(THE DATA Opens)
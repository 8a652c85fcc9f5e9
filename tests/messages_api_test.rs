//! Black-box tests for the messages REST API.
//!
//! Each test boots a real server instance on an ephemeral port with its
//! own database and drives it over HTTP.

use reqwest::StatusCode;
use serde_json::{json, Value};

use test_utils::spawn_app;

#[tokio::test]
async fn root_returns_welcome_message() {
    let app = spawn_app().await;
    let client = reqwest::Client::new();

    let response = client
        .get(format!("{}/", app.address))
        .send()
        .await
        .unwrap();

    assert_eq!(response.status(), StatusCode::OK);
    let body: Value = response.json().await.unwrap();
    assert_eq!(body["message"], "Welcome to the API server!");
}

#[tokio::test]
async fn health_check_works() {
    let app = spawn_app().await;
    let client = reqwest::Client::new();

    let response = client
        .get(format!("{}/health", app.address))
        .send()
        .await
        .unwrap();

    assert_eq!(response.status(), StatusCode::OK);
}

#[tokio::test]
async fn create_assigns_incrementing_order() {
    let app = spawn_app().await;
    let client = reqwest::Client::new();

    let response = client
        .post(format!("{}/messages/", app.address))
        .json(&json!({ "content": "a" }))
        .send()
        .await
        .unwrap();

    assert_eq!(response.status(), StatusCode::OK);
    let body: Value = response.json().await.unwrap();
    assert_eq!(body["id"], 1);
    assert_eq!(body["content"], "a");
    assert_eq!(body["order"], 1);

    let response = client
        .post(format!("{}/messages/", app.address))
        .json(&json!({ "content": "b" }))
        .send()
        .await
        .unwrap();

    assert_eq!(response.status(), StatusCode::OK);
    let body: Value = response.json().await.unwrap();
    assert_eq!(body["order"], 2);
}

#[tokio::test]
async fn create_rejects_empty_content() {
    let app = spawn_app().await;
    let client = reqwest::Client::new();

    let response = client
        .post(format!("{}/messages/", app.address))
        .json(&json!({ "content": "" }))
        .send()
        .await
        .unwrap();

    assert_eq!(response.status(), StatusCode::UNPROCESSABLE_ENTITY);
}

#[tokio::test]
async fn create_rejects_missing_content() {
    let app = spawn_app().await;
    let client = reqwest::Client::new();

    let response = client
        .post(format!("{}/messages/", app.address))
        .json(&json!({}))
        .send()
        .await
        .unwrap();

    assert_eq!(response.status(), StatusCode::UNPROCESSABLE_ENTITY);
}

#[tokio::test]
async fn list_returns_messages_sorted_by_order() {
    let app = spawn_app().await;
    let client = reqwest::Client::new();

    for content in ["a", "b"] {
        client
            .post(format!("{}/messages/", app.address))
            .json(&json!({ "content": content }))
            .send()
            .await
            .unwrap();
    }

    // Move "a" behind "b"
    let response = client
        .post(format!("{}/messages/reorder", app.address))
        .json(&json!([{ "id": 1, "order": 5 }]))
        .send()
        .await
        .unwrap();
    assert_eq!(response.status(), StatusCode::OK);
    let body: Value = response.json().await.unwrap();
    assert_eq!(body["detail"], "Order updated successfully");

    let response = client
        .get(format!("{}/messages/", app.address))
        .send()
        .await
        .unwrap();
    let messages: Vec<Value> = response.json().await.unwrap();

    assert_eq!(messages.len(), 2);
    assert_eq!(messages[0]["content"], "b");
    assert_eq!(messages[0]["order"], 2);
    assert_eq!(messages[1]["content"], "a");
    assert_eq!(messages[1]["order"], 5);
}

#[tokio::test]
async fn update_changes_content_only() {
    let app = spawn_app().await;
    let client = reqwest::Client::new();

    let created: Value = client
        .post(format!("{}/messages/", app.address))
        .json(&json!({ "content": "before" }))
        .send()
        .await
        .unwrap()
        .json()
        .await
        .unwrap();

    let response = client
        .put(format!("{}/messages/{}", app.address, created["id"]))
        .json(&json!({ "content": "after" }))
        .send()
        .await
        .unwrap();

    assert_eq!(response.status(), StatusCode::OK);
    let updated: Value = response.json().await.unwrap();
    assert_eq!(updated["id"], created["id"]);
    assert_eq!(updated["order"], created["order"]);
    assert_eq!(updated["content"], "after");
}

#[tokio::test]
async fn update_unknown_id_returns_404() {
    let app = spawn_app().await;
    let client = reqwest::Client::new();

    let response = client
        .put(format!("{}/messages/999", app.address))
        .json(&json!({ "content": "ghost" }))
        .send()
        .await
        .unwrap();

    assert_eq!(response.status(), StatusCode::NOT_FOUND);
    let body: Value = response.json().await.unwrap();
    assert_eq!(body["detail"], "Message not found");
}

#[tokio::test]
async fn delete_removes_message() {
    let app = spawn_app().await;
    let client = reqwest::Client::new();

    let created: Value = client
        .post(format!("{}/messages/", app.address))
        .json(&json!({ "content": "doomed" }))
        .send()
        .await
        .unwrap()
        .json()
        .await
        .unwrap();

    let response = client
        .delete(format!("{}/messages/{}", app.address, created["id"]))
        .send()
        .await
        .unwrap();

    assert_eq!(response.status(), StatusCode::OK);
    let body: Value = response.json().await.unwrap();
    assert_eq!(body["detail"], "Message deleted");

    // Gone from the API and from the table itself
    let messages: Vec<Value> = client
        .get(format!("{}/messages/", app.address))
        .send()
        .await
        .unwrap()
        .json()
        .await
        .unwrap();
    assert!(messages.is_empty());

    let rows = message_api::db::list_messages(&app.db_pool).await.unwrap();
    assert!(rows.is_empty());
}

#[tokio::test]
async fn delete_unknown_id_returns_404() {
    let app = spawn_app().await;
    let client = reqwest::Client::new();

    let response = client
        .delete(format!("{}/messages/999", app.address))
        .send()
        .await
        .unwrap();

    assert_eq!(response.status(), StatusCode::NOT_FOUND);
    let body: Value = response.json().await.unwrap();
    assert_eq!(body["detail"], "Message not found");
}

#[tokio::test]
async fn delete_preserves_remaining_order_values() {
    let app = spawn_app().await;
    let client = reqwest::Client::new();

    for content in ["a", "b", "c"] {
        client
            .post(format!("{}/messages/", app.address))
            .json(&json!({ "content": content }))
            .send()
            .await
            .unwrap();
    }

    client
        .delete(format!("{}/messages/2", app.address))
        .send()
        .await
        .unwrap();

    let messages: Vec<Value> = client
        .get(format!("{}/messages/", app.address))
        .send()
        .await
        .unwrap()
        .json()
        .await
        .unwrap();

    let orders: Vec<i64> = messages
        .iter()
        .map(|m| m["order"].as_i64().unwrap())
        .collect();
    assert_eq!(orders, vec![1, 3]);

    // The next create still picks up from the maximum, not the gap
    let created: Value = client
        .post(format!("{}/messages/", app.address))
        .json(&json!({ "content": "d" }))
        .send()
        .await
        .unwrap()
        .json()
        .await
        .unwrap();
    assert_eq!(created["order"], 4);
}

#[tokio::test]
async fn reorder_skips_unknown_ids() {
    let app = spawn_app().await;
    let client = reqwest::Client::new();

    client
        .post(format!("{}/messages/", app.address))
        .json(&json!({ "content": "a" }))
        .send()
        .await
        .unwrap();

    let response = client
        .post(format!("{}/messages/reorder", app.address))
        .json(&json!([
            { "id": 1, "order": 3 },
            { "id": 999, "order": 1 }
        ]))
        .send()
        .await
        .unwrap();

    assert_eq!(response.status(), StatusCode::OK);
    let body: Value = response.json().await.unwrap();
    assert_eq!(body["detail"], "Order updated successfully");

    let messages: Vec<Value> = client
        .get(format!("{}/messages/", app.address))
        .send()
        .await
        .unwrap()
        .json()
        .await
        .unwrap();
    assert_eq!(messages.len(), 1);
    assert_eq!(messages[0]["order"], 3);
}

#[tokio::test]
async fn reorder_rejects_malformed_entries() {
    let app = spawn_app().await;
    let client = reqwest::Client::new();

    let response = client
        .post(format!("{}/messages/reorder", app.address))
        .json(&json!([{ "id": "not-a-number", "order": 1 }]))
        .send()
        .await
        .unwrap();

    assert_eq!(response.status(), StatusCode::UNPROCESSABLE_ENTITY);
}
(THE DATA Closes)
◆ ABOUT THIS EXERCISE
All lines from the one with "async fn reorder_rejects_malformed_entries()" to the end of the entries above are to be written out exactly, the first and last included.

◆ ANSWER TO THIS PROBLEM
async fn reorder_rejects_malformed_entries() {
    let app = spawn_app().await;
    let client = reqwest::Client::new();

    let response = client
        .post(format!("{}/messages/reorder", app.address))
        .json(&json!([{ "id": "not-a-number", "order": 1 }]))
        .send()
        .await
        .unwrap();

    assert_eq!(response.status(), StatusCode::UNPROCESSABLE_ENTITY);
}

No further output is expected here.